Collected data entries:
══════════

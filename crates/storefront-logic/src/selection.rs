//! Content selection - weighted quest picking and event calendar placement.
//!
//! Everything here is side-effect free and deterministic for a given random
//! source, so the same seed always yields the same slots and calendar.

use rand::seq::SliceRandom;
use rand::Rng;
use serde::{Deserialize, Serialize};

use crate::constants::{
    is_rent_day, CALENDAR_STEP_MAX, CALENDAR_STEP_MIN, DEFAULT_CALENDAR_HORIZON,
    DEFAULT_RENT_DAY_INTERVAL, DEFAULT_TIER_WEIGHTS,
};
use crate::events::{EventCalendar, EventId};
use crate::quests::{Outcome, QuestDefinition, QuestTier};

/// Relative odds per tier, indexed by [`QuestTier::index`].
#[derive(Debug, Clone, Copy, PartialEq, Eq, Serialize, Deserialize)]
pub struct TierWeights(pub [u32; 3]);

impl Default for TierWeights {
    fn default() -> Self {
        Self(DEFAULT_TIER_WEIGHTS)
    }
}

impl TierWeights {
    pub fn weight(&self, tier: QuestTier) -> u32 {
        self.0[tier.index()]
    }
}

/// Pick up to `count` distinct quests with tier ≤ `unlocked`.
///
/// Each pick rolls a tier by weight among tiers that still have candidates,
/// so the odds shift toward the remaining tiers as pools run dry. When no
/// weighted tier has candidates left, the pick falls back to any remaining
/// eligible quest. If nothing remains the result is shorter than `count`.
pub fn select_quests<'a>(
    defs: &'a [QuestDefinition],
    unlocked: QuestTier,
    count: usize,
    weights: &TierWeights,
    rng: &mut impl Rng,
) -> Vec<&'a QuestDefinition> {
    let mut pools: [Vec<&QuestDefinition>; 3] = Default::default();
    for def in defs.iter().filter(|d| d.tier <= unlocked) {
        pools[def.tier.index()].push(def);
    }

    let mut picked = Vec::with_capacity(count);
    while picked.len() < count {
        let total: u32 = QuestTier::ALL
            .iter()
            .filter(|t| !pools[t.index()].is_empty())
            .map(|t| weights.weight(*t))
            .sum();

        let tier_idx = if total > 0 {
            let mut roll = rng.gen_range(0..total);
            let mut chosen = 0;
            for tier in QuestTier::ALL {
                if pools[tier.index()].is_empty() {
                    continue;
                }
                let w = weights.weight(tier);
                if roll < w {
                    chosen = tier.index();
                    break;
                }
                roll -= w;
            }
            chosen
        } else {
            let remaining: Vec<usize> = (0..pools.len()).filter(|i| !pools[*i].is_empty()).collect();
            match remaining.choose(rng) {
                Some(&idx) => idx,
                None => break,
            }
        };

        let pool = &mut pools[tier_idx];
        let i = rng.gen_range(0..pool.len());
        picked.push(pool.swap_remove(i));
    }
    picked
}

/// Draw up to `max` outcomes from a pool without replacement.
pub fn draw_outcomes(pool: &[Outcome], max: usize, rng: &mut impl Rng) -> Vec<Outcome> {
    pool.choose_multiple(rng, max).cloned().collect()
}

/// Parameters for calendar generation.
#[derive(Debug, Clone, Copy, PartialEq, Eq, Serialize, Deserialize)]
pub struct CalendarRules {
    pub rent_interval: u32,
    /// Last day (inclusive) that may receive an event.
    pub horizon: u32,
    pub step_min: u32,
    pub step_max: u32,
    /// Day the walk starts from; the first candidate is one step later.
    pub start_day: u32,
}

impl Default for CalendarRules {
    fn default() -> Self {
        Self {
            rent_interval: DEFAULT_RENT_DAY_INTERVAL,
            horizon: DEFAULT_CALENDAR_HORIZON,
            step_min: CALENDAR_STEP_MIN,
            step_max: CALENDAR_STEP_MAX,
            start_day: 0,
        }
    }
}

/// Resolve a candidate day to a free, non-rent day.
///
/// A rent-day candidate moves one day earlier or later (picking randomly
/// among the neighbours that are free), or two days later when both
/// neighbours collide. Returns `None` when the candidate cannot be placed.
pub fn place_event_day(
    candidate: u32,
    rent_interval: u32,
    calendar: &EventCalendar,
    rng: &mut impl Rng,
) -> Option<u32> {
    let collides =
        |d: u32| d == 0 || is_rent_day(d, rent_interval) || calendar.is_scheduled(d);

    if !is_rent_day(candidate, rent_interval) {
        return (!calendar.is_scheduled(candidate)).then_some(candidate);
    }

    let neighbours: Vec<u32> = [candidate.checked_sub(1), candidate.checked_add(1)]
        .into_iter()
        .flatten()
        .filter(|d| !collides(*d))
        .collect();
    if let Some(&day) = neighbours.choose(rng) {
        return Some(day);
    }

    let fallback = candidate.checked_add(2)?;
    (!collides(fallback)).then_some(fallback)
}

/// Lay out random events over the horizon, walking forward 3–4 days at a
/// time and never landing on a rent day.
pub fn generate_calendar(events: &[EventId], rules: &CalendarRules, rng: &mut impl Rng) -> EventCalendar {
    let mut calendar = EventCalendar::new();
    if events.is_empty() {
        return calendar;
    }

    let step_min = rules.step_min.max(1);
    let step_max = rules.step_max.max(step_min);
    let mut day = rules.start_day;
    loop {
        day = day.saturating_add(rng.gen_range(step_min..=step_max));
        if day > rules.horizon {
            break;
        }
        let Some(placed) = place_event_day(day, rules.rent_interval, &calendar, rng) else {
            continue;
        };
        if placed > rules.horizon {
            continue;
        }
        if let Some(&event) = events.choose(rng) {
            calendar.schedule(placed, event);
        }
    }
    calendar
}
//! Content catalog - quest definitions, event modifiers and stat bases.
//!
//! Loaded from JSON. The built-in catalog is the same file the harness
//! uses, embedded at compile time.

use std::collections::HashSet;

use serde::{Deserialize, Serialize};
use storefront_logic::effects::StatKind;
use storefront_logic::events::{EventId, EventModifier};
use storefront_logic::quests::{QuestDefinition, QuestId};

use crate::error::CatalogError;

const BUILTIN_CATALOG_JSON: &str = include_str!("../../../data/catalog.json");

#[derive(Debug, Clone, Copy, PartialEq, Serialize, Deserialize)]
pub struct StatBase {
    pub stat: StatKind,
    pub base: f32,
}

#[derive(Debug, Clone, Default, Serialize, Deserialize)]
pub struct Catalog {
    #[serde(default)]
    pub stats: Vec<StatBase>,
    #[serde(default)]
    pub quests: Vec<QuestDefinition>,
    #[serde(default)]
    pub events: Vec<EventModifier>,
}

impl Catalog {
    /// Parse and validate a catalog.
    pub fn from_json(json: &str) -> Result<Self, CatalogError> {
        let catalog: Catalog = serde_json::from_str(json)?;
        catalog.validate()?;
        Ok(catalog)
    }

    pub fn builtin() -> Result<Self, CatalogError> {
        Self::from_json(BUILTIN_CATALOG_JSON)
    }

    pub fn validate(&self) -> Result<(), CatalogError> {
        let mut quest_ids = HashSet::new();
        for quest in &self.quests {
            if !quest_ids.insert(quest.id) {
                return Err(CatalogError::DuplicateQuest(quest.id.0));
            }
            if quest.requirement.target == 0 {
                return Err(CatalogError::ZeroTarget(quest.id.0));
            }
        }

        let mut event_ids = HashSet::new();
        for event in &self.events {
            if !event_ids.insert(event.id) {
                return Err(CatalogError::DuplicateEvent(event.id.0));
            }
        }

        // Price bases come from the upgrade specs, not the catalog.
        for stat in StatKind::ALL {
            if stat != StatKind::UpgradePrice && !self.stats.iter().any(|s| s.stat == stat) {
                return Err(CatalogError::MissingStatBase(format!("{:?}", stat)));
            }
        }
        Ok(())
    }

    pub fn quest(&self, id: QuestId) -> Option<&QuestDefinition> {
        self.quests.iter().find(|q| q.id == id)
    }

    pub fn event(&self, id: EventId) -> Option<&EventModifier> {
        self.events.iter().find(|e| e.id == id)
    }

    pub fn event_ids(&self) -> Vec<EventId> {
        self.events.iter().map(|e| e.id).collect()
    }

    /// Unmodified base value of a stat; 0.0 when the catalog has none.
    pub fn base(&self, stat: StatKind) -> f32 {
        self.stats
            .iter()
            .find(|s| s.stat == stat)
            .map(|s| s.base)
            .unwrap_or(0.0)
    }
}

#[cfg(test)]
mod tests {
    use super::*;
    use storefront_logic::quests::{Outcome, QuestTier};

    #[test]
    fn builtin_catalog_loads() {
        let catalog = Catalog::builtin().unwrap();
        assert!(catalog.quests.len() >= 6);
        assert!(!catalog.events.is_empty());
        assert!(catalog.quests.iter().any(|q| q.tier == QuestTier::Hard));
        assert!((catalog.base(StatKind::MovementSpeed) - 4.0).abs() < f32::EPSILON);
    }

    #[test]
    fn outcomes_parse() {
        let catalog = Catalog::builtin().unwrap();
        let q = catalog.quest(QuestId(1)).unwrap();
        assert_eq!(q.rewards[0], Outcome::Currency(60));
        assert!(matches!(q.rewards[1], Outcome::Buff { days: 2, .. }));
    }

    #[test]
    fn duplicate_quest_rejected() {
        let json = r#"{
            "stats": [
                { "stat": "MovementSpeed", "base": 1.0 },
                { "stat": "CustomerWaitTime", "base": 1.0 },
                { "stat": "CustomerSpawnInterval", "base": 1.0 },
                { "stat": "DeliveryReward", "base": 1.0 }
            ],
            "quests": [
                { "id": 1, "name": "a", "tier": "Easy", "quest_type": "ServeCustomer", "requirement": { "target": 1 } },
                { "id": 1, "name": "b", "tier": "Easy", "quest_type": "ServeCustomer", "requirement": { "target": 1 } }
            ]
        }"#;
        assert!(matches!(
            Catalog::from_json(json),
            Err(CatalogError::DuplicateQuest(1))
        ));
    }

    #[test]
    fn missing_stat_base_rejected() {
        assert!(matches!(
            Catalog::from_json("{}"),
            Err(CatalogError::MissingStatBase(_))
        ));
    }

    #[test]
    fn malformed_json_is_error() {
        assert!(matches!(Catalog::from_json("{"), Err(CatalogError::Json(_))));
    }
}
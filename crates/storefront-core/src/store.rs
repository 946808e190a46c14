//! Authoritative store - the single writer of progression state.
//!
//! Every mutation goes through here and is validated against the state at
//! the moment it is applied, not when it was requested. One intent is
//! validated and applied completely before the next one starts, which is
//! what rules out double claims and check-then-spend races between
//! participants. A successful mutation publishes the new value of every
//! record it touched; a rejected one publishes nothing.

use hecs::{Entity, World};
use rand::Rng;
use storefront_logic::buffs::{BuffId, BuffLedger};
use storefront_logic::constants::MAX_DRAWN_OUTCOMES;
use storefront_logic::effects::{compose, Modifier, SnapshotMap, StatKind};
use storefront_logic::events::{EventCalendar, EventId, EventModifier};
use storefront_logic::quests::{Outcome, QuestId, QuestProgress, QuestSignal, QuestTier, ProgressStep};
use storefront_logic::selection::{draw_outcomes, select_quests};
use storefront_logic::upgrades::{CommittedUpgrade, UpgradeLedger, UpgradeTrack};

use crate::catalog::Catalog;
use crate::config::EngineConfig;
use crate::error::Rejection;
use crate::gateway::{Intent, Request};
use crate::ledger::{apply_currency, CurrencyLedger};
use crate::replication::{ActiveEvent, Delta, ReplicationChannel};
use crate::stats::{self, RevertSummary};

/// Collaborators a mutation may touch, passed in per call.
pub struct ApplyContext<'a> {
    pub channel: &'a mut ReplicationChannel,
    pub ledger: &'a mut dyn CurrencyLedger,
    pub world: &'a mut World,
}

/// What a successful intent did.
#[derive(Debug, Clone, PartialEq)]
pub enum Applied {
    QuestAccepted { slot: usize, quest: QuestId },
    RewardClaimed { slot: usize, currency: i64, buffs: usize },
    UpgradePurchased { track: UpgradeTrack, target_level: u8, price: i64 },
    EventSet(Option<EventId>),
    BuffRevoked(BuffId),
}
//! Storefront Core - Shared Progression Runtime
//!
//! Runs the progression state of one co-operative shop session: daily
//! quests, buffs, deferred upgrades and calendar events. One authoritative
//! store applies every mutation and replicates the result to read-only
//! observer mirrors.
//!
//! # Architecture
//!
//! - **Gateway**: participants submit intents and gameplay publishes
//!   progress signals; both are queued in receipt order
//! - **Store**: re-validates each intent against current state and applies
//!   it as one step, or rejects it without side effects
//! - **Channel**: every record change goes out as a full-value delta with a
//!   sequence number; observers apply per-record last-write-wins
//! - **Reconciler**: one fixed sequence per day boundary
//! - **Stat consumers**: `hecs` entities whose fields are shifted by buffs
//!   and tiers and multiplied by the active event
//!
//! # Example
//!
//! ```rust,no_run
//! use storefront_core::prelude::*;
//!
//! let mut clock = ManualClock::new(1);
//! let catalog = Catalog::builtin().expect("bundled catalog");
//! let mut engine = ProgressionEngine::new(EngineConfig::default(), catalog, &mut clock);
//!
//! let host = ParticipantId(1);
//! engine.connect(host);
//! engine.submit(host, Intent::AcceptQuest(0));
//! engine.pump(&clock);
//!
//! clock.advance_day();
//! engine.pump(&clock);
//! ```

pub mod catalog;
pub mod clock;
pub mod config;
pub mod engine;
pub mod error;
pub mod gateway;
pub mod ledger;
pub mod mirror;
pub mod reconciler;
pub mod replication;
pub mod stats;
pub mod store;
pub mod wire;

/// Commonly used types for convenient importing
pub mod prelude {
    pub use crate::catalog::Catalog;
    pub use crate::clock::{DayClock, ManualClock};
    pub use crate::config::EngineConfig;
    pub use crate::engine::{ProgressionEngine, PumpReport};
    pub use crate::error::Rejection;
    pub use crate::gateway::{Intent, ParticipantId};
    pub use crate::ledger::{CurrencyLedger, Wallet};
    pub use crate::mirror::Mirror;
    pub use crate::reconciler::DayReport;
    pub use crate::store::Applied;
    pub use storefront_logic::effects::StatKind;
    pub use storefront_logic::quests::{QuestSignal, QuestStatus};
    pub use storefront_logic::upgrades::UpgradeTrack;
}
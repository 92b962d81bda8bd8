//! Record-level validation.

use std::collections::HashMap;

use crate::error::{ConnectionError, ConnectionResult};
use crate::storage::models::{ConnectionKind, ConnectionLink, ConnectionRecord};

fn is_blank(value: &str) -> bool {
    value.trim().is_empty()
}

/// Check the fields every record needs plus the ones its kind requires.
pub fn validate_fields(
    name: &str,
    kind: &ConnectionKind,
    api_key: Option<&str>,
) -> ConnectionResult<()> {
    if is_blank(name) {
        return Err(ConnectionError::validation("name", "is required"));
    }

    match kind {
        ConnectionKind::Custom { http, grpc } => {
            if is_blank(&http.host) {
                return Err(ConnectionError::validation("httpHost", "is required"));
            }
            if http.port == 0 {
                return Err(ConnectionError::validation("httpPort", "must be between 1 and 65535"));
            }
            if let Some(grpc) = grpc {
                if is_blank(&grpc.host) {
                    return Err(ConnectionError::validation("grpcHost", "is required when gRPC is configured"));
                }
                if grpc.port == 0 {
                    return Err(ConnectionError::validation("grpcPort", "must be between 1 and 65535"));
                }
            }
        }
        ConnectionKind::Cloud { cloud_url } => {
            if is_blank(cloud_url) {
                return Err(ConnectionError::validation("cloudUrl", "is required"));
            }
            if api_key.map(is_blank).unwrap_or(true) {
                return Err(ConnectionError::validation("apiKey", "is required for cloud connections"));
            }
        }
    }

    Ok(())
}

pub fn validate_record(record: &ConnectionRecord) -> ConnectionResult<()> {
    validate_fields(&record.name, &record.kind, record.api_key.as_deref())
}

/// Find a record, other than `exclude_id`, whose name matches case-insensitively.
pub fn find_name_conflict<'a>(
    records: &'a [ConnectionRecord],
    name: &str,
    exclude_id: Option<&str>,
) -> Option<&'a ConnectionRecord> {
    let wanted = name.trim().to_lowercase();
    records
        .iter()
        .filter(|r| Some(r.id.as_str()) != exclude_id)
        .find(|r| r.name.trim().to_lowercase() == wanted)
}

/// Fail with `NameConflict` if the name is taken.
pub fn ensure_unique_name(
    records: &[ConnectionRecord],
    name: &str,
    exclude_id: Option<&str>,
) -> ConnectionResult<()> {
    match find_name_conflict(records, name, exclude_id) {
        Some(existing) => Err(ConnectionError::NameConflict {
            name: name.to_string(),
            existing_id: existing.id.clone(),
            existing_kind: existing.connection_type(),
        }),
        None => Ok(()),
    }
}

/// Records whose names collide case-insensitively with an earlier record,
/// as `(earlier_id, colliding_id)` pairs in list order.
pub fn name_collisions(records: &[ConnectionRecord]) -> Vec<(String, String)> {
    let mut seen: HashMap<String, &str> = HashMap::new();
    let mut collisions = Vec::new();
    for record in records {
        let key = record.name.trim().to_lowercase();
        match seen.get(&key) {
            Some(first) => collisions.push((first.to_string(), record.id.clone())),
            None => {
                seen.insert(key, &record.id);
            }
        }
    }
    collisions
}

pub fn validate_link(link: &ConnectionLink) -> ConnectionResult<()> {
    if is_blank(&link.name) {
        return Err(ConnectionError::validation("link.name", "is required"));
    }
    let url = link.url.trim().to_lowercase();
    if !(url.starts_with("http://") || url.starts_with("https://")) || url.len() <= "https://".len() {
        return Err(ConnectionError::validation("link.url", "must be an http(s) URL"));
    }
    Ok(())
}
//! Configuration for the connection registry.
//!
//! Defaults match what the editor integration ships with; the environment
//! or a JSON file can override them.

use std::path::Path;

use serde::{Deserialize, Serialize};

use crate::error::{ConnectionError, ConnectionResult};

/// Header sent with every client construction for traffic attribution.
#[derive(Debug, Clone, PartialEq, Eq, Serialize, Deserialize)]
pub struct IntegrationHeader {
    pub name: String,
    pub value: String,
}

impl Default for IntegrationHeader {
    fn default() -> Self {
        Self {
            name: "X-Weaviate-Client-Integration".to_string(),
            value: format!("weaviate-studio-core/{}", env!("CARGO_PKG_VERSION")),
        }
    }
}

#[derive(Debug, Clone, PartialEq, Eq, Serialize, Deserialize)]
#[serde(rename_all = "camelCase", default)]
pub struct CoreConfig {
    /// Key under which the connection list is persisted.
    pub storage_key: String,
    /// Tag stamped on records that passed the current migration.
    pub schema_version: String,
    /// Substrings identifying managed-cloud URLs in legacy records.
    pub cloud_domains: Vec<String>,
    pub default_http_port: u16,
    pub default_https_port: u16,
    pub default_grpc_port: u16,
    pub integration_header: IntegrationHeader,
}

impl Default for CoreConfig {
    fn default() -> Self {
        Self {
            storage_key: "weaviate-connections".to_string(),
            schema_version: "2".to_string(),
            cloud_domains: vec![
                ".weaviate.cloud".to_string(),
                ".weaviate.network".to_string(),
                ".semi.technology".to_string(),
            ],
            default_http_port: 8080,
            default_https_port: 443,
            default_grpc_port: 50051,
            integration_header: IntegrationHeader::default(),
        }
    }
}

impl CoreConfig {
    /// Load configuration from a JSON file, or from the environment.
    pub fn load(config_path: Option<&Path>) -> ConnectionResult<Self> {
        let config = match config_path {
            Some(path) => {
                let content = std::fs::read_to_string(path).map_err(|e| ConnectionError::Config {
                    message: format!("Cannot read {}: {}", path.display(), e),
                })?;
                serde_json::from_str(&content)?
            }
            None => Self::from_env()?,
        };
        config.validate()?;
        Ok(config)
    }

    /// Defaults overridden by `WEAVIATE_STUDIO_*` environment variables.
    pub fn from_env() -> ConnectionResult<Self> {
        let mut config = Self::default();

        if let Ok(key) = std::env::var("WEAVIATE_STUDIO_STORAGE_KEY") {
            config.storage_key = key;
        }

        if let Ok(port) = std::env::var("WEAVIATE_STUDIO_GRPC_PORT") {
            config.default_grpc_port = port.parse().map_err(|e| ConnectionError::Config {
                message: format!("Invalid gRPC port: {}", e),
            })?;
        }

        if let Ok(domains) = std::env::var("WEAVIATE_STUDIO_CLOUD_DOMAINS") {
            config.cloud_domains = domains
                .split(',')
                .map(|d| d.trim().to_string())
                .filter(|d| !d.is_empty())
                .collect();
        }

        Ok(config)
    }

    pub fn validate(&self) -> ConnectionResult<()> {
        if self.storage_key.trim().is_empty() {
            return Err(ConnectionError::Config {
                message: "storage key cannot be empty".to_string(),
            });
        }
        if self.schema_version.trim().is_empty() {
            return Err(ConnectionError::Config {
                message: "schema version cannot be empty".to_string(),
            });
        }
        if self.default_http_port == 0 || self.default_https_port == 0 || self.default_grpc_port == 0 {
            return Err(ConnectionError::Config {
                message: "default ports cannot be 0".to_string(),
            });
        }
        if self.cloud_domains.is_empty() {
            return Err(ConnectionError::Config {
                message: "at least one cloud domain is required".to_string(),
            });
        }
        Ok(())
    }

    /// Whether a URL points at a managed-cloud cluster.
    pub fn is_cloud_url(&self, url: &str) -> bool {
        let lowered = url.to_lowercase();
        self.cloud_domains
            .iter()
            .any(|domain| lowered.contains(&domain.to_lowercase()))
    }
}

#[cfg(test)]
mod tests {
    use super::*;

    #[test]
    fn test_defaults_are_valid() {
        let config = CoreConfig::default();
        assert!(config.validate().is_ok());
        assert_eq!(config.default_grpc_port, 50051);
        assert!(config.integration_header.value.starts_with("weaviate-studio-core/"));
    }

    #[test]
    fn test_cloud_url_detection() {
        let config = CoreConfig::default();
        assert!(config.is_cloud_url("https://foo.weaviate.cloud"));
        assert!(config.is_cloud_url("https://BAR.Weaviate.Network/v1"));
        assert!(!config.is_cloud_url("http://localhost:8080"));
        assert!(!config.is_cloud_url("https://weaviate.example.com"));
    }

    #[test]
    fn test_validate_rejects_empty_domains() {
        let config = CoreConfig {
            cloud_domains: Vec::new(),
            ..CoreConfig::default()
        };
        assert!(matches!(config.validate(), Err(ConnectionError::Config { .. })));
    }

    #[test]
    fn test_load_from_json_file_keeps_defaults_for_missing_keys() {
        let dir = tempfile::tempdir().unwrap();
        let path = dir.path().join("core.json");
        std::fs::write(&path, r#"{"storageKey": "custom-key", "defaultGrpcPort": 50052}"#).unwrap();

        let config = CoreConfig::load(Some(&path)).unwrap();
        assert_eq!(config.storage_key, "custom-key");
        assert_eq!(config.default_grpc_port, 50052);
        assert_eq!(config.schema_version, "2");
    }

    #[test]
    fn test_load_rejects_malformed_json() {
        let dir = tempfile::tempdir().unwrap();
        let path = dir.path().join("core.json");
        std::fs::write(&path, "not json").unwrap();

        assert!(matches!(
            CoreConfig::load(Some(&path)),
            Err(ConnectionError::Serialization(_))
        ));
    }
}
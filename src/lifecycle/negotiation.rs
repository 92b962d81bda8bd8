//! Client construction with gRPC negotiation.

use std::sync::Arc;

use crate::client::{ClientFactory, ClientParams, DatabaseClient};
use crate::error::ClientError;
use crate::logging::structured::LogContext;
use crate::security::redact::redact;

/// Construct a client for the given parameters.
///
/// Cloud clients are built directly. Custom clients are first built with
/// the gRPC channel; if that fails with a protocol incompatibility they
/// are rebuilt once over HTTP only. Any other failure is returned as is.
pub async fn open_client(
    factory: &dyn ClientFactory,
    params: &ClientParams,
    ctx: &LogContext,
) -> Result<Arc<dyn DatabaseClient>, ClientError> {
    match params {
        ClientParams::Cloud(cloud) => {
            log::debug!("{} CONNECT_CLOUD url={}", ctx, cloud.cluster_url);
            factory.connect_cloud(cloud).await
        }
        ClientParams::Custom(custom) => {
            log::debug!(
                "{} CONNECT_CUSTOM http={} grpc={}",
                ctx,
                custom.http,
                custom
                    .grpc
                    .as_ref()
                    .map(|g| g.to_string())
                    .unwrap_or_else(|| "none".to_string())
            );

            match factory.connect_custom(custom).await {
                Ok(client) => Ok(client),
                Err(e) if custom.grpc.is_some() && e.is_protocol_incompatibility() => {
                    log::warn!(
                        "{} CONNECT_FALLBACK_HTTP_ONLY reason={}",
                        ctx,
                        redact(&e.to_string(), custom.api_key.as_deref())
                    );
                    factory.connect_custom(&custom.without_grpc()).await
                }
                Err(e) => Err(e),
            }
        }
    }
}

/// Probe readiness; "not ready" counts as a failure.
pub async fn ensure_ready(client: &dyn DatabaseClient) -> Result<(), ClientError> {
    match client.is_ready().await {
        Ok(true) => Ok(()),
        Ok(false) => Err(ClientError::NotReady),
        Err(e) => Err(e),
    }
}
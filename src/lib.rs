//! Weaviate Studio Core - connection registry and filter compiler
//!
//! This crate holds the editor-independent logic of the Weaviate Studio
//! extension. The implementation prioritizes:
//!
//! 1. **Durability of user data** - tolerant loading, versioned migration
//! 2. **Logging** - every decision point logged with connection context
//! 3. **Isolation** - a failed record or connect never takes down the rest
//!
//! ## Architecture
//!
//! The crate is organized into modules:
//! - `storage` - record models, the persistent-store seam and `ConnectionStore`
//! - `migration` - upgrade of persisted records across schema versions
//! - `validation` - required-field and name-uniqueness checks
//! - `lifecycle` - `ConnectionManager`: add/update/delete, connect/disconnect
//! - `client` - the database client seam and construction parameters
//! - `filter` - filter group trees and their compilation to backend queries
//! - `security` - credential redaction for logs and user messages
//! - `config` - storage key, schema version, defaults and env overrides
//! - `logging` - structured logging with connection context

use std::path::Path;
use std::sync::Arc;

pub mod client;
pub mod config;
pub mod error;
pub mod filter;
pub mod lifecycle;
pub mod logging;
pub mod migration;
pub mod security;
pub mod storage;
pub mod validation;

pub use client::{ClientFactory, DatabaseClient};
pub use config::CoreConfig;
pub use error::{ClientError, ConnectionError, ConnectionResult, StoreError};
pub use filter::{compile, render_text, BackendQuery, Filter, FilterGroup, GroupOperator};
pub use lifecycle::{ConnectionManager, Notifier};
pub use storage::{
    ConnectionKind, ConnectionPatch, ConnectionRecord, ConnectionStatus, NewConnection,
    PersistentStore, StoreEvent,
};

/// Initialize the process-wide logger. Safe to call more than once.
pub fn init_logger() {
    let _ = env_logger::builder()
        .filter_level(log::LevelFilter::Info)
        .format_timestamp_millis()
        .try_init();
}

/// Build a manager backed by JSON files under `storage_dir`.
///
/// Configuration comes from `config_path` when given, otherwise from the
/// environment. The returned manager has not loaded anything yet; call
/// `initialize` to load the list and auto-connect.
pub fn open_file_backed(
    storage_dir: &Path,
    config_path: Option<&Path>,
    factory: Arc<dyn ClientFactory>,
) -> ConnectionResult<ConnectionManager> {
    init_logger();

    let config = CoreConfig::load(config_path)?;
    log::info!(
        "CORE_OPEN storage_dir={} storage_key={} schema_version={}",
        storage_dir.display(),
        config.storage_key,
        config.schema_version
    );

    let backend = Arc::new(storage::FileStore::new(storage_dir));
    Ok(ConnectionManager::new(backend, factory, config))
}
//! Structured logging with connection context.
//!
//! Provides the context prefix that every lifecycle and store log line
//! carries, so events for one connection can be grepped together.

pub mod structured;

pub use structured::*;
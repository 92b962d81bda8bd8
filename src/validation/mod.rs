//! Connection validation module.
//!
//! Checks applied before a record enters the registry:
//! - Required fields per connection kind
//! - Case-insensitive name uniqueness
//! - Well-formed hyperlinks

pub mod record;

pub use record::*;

══════════

• [Task description]:
For the word "side", how many lines in the records above contain it? Answer with the number and nothing else.

• [Final answer]:
2